Este último deceso también nos acerca, simbólicamente, al fin de lo que pudiéramos llamar "ideología revolucionaria cubana primaria"; un menjunje de ideas inconexas e impracticables que como una montaña rusa del pensamiento, de caídas libres y subidas lentas, es más una filosofía de la sobrevivencia que un aporte teórico y práctico a la llamada construcción del socialismo. El principio básico que ha regido hasta ahora, y del cual el mentado difunto era genuino representante, es que el control político está y estará siempre por encima del bienestar de la sociedad toda: el Partido, no la gente; el CDR más necesario que la bodega; el Gramma primero, la internet en el contén, si acaso.

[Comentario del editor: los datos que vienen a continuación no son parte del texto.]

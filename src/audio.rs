use std::sync::atomic::{AtomicBool, Ordering};
use std::sync::Arc;

#[cfg(feature = "audio-playback")]
use crate::error::ClientError;

/// Handle on the audio element currently in the player area. Cancelling it
/// stops any playback started for that element.
#[derive(Debug, Clone, Default)]
pub struct PlaybackToken(Arc<AtomicBool>);

impl PlaybackToken {
    pub fn cancel(&self) {
        self.0.store(true, Ordering::SeqCst);
    }

    pub fn is_cancelled(&self) -> bool {
        self.0.load(Ordering::SeqCst)
    }
}

/// Play a WAV buffer on the default output device, blocking until it ends
/// or `token` is cancelled.
#[cfg(feature = "audio-playback")]
pub fn play_wav(wav_data: Vec<u8>, token: &PlaybackToken) -> Result<(), ClientError> {
    use std::io::Cursor;
    use std::time::Duration;

    let (_stream, stream_handle) = rodio::OutputStream::try_default()
        .map_err(|e| ClientError::Playback(e.to_string()))?;
    let sink =
        rodio::Sink::try_new(&stream_handle).map_err(|e| ClientError::Playback(e.to_string()))?;
    let source =
        rodio::Decoder::new(Cursor::new(wav_data)).map_err(|e| ClientError::Playback(e.to_string()))?;

    sink.append(source);
    while !sink.empty() {
        if token.is_cancelled() {
            sink.stop();
            break;
        }
        std::thread::sleep(Duration::from_millis(50));
    }

    Ok(())
}
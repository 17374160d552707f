use async_trait::async_trait;
use reqwest::Url;
use serde_json::Value;

use super::{SpeakReply, SpeakRequest, SpeechApi, Voice};
use crate::error::ClientError;

/// `SpeechApi` over HTTP. Endpoints and audio URLs resolve against `base`.
#[derive(Clone, Debug)]
pub struct HttpSpeechApi {
    client: reqwest::Client,
    base: Url,
}

impl HttpSpeechApi {
    pub fn new(base: Url) -> Result<Self, ClientError> {
        let client = reqwest::Client::builder()
            .user_agent(concat!("tts-page/", env!("CARGO_PKG_VERSION")))
            .build()?;

        Ok(Self { client, base })
    }

    pub fn resolve(&self, path: &str) -> Result<Url, ClientError> {
        self.base
            .join(path)
            .map_err(|e| ClientError::InvalidUrl(format!("{}: {}", path, e)))
    }

    /// Download the audio behind an `src` handed out by `/speak`.
    #[cfg_attr(not(feature = "audio-playback"), allow(dead_code))]
    pub async fn fetch_audio(&self, src: &str) -> Result<Vec<u8>, ClientError> {
        let url = self.resolve(src)?;
        tracing::debug!("GET {}", url);

        let bytes = self
            .client
            .get(url)
            .send()
            .await?
            .error_for_status()?
            .bytes()
            .await?;

        Ok(bytes.to_vec())
    }
}

#[async_trait]
impl SpeechApi for HttpSpeechApi {
    async fn speak(&self, request: &SpeakRequest) -> Result<SpeakReply, ClientError> {
        let url = self.resolve("speak")?;
        tracing::debug!("POST {} ({} chars)", url, request.text.chars().count());

        // Status is not checked, error bodies render like any other reply.
        let response = self.client.post(url).json(request).send().await?;
        let status = response.status();
        let body = response.bytes().await?;
        tracing::debug!("/speak answered {}", status);

        let value: Value = serde_json::from_slice(&body)?;
        SpeakReply::from_value(value)
    }

    async fn voices(&self) -> Result<Vec<Voice>, ClientError> {
        let url = self.resolve("voices")?;
        tracing::debug!("GET {}", url);

        let body = self.client.get(url).send().await?.bytes().await?;
        Ok(serde_json::from_slice(&body)?)
    }
}

#[cfg(test)]
mod tests {
    use super::*;
    use axum::{
        http::StatusCode,
        routing::{get, post},
        Json, Router,
    };
    use serde_json::json;
    use std::sync::{Arc, Mutex};

    async fn serve(router: Router) -> Url {
        let listener = tokio::net::TcpListener::bind("127.0.0.1:0").await.unwrap();
        let addr = listener.local_addr().unwrap();
        tokio::spawn(async move {
            axum::serve(listener, router).await.unwrap();
        });
        Url::parse(&format!("http://{}/", addr)).unwrap()
    }

    fn request(voice_id: Option<&str>) -> SpeakRequest {
        SpeakRequest {
            text: "Hello".into(),
            language: "en".into(),
            gender: "female".into(),
            voice_id: voice_id.map(str::to_owned),
            rate: None,
            volume: None,
        }
    }

    #[test]
    fn test_resolve_relative_and_absolute() {
        let api = HttpSpeechApi::new(Url::parse("http://tts.local:8000/api/").unwrap()).unwrap();
        assert_eq!(
            api.resolve("speak").unwrap().as_str(),
            "http://tts.local:8000/api/speak"
        );
        assert_eq!(
            api.resolve("/audio/a.wav").unwrap().as_str(),
            "http://tts.local:8000/audio/a.wav"
        );
        assert_eq!(
            api.resolve("http://other/b.wav").unwrap().as_str(),
            "http://other/b.wav"
        );
    }

    #[tokio::test]
    async fn test_speak_posts_json_body() {
        let seen = Arc::new(Mutex::new(Vec::<Value>::new()));
        let recorder = Arc::clone(&seen);
        let router = Router::new().route(
            "/speak",
            post(move |Json(body): Json<Value>| {
                let recorder = Arc::clone(&recorder);
                async move {
                    recorder.lock().unwrap().push(body);
                    Json(json!({"url": "/audio/1.wav"}))
                }
            }),
        );
        let api = HttpSpeechApi::new(serve(router).await).unwrap();

        let reply = api.speak(&request(None)).await.unwrap();
        assert_eq!(
            reply,
            SpeakReply::Audio {
                url: "/audio/1.wav".into()
            }
        );

        api.speak(&request(Some("v1"))).await.unwrap();

        let seen = seen.lock().unwrap();
        assert!(seen[0].get("voice_id").is_none());
        assert_eq!(seen[1]["voice_id"], "v1");
    }

    #[tokio::test]
    async fn test_speak_error_status_is_a_reply() {
        let router = Router::new().route(
            "/speak",
            post(|| async {
                (
                    StatusCode::BAD_REQUEST,
                    Json(json!({"detail": "'text' is required"})),
                )
            }),
        );
        let api = HttpSpeechApi::new(serve(router).await).unwrap();

        let reply = api.speak(&request(None)).await.unwrap();
        assert_eq!(
            reply,
            SpeakReply::Other(json!({"detail": "'text' is required"}))
        );
    }

    #[tokio::test]
    async fn test_speak_non_json_body_fails() {
        let router = Router::new().route(
            "/speak",
            post(|| async { (StatusCode::INTERNAL_SERVER_ERROR, "Internal Server Error") }),
        );
        let api = HttpSpeechApi::new(serve(router).await).unwrap();

        let err = api.speak(&request(None)).await.unwrap_err();
        assert!(matches!(err, ClientError::Json(_)));
    }

    #[tokio::test]
    async fn test_speak_unreachable_server_fails() {
        let listener = tokio::net::TcpListener::bind("127.0.0.1:0").await.unwrap();
        let addr = listener.local_addr().unwrap();
        drop(listener);

        let api = HttpSpeechApi::new(Url::parse(&format!("http://{}/", addr)).unwrap()).unwrap();
        let err = api.speak(&request(None)).await.unwrap_err();
        assert!(matches!(err, ClientError::Transport(_)));
    }

    #[tokio::test]
    async fn test_voices_parses_list() {
        let router = Router::new().route(
            "/voices",
            get(|| async {
                Json(json!([
                    {"id": "v1", "name": "Voice One", "languages": ["en", "fr"]},
                    {"name": "Anna"}
                ]))
            }),
        );
        let api = HttpSpeechApi::new(serve(router).await).unwrap();

        let voices = api.voices().await.unwrap();
        assert_eq!(voices.len(), 2);
        assert_eq!(voices[0].id.as_deref(), Some("v1"));
        assert_eq!(voices[1].name.as_deref(), Some("Anna"));
        assert_eq!(voices[1].languages, None);
    }

    #[tokio::test]
    async fn test_voices_error_object_fails() {
        let router = Router::new().route(
            "/voices",
            get(|| async {
                (
                    StatusCode::INTERNAL_SERVER_ERROR,
                    Json(json!({"detail": "no engine"})),
                )
            }),
        );
        let api = HttpSpeechApi::new(serve(router).await).unwrap();

        assert!(api.voices().await.is_err());
    }

    #[tokio::test]
    async fn test_fetch_audio() {
        let router = Router::new().route("/audio/a.wav", get(|| async { vec![1u8, 2, 3] }));
        let api = HttpSpeechApi::new(serve(router).await).unwrap();

        assert_eq!(api.fetch_audio("/audio/a.wav").await.unwrap(), vec![1, 2, 3]);
        assert!(api.fetch_audio("/audio/missing.wav").await.is_err());
    }
}
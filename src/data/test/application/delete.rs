use super::*;

/// Tests deleting an application.
///
/// Verifies that the application row and its narrative field rows are both
/// removed from the store.
///
/// Expected: Ok with application and fields gone
#[tokio::test]
async fn deletes_application_and_fields() -> Result<(), AppError> {
    let test = TestBuilder::new().with_portal_tables().build().await.unwrap();
    let db = test.db.as_ref().unwrap();

    let (_user, application) = factory::helpers::create_user_with_application(db).await?;
    factory::application_field::create_fields(
        db,
        application.id,
        &[("rp_interest", "City life"), ("rp_duration", "Two years")],
    )
    .await?;

    let repo = ApplicationRepository::new(db);
    repo.delete(Category::Whitelist, application.id).await?;

    assert!(repo
        .find_by_id(Category::Whitelist, application.id)
        .await?
        .is_none());

    let remaining_fields = entity::prelude::ApplicationField::find()
        .filter(entity::application_field::Column::ApplicationId.eq(application.id))
        .count(db)
        .await
        .unwrap();
    assert_eq!(remaining_fields, 0);

    Ok(())
}

/// Tests that deletion is scoped to the category.
///
/// Verifies that an id under a different category is left untouched, so a
/// delete routed through the wrong category cannot destroy anything.
///
/// Expected: Ok with application still present
#[tokio::test]
async fn does_not_delete_across_categories() -> Result<(), AppError> {
    let test = TestBuilder::new().with_portal_tables().build().await.unwrap();
    let db = test.db.as_ref().unwrap();

    let user = factory::user::create_user(db).await?;
    let application = factory::helpers::create_application_for_user(db, &user, "whitelist").await?;

    let repo = ApplicationRepository::new(db);
    repo.delete(Category::Police, application.id).await?;

    assert!(repo
        .find_by_id(Category::Whitelist, application.id)
        .await?
        .is_some());

    Ok(())
}

/// Tests deleting an id that does not exist.
///
/// Verifies that the operation is idempotent and succeeds without error.
///
/// Expected: Ok(())
#[tokio::test]
async fn succeeds_for_unknown_id() -> Result<(), AppError> {
    let test = TestBuilder::new().with_portal_tables().build().await.unwrap();
    let db = test.db.as_ref().unwrap();

    let result = ApplicationRepository::new(db)
        .delete(Category::Whitelist, 9999)
        .await;

    assert!(result.is_ok());

    Ok(())
}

Aún quedan en Cuba profesionales de las ciencias sociales muy capaces; y cuando la mordaza afloja, y sus pantalones aguantan, dicen lo que piensan —poco pueden escribir. La mayoría ve como la Isla-nave avanza sin rumbo, al pairo, con un nivel de improvisación que ya no es posible entrando en la tercera década del siglo XXI. Que el socialismo de corte leninista-estalinista es impracticable, es una verdad tan grande como un catedral. Pero también es cierto que por simple biología los controladores del pensamiento son cada día menos originales, tuvieron menos "cuna" y carecen de capital político-histórico.

Poco a poco esa Isla-nave comienza a hacer aguas ¿teórico-prácticas?. O acaso siempre hubo filtraciones, taponadas eficaz y rápidamente. En parte porque los controladores van desapareciendo, en parte porque es insostenible el discurso de barricada sin frijoles —¿cañones para qué?—, van aflorando proyectos, ideas, consensos en la sociedad civil y la intelectualidad cubanas que ponen contra la pared el tradicional discurso de David contra Goliat, de víctima-victimario.

Los nuevos rancheadores del pensamiento libre e independiente, para su muy mala suerte, carecen de un poder de persuasión que asusta. Asusta porque la única manera de sostener una mentira es con represión y odio inducido. Los novísimos controladores no solo carecen del juicio sencillo, sino de las evidencias: el pueblo cubano de hoy está más hambriento, más mal vestido y peor informado que nunca. Y también con mayores deseos de irse hasta Tombuctú. Pero quizás sea un pueblo cada día más libre de corazón: por cada eslabón de la cadena que se suelta, y se pierde en la eternidad, el yugo afloja; de esa manera hay nuevas motivaciones para sobrevivir (les).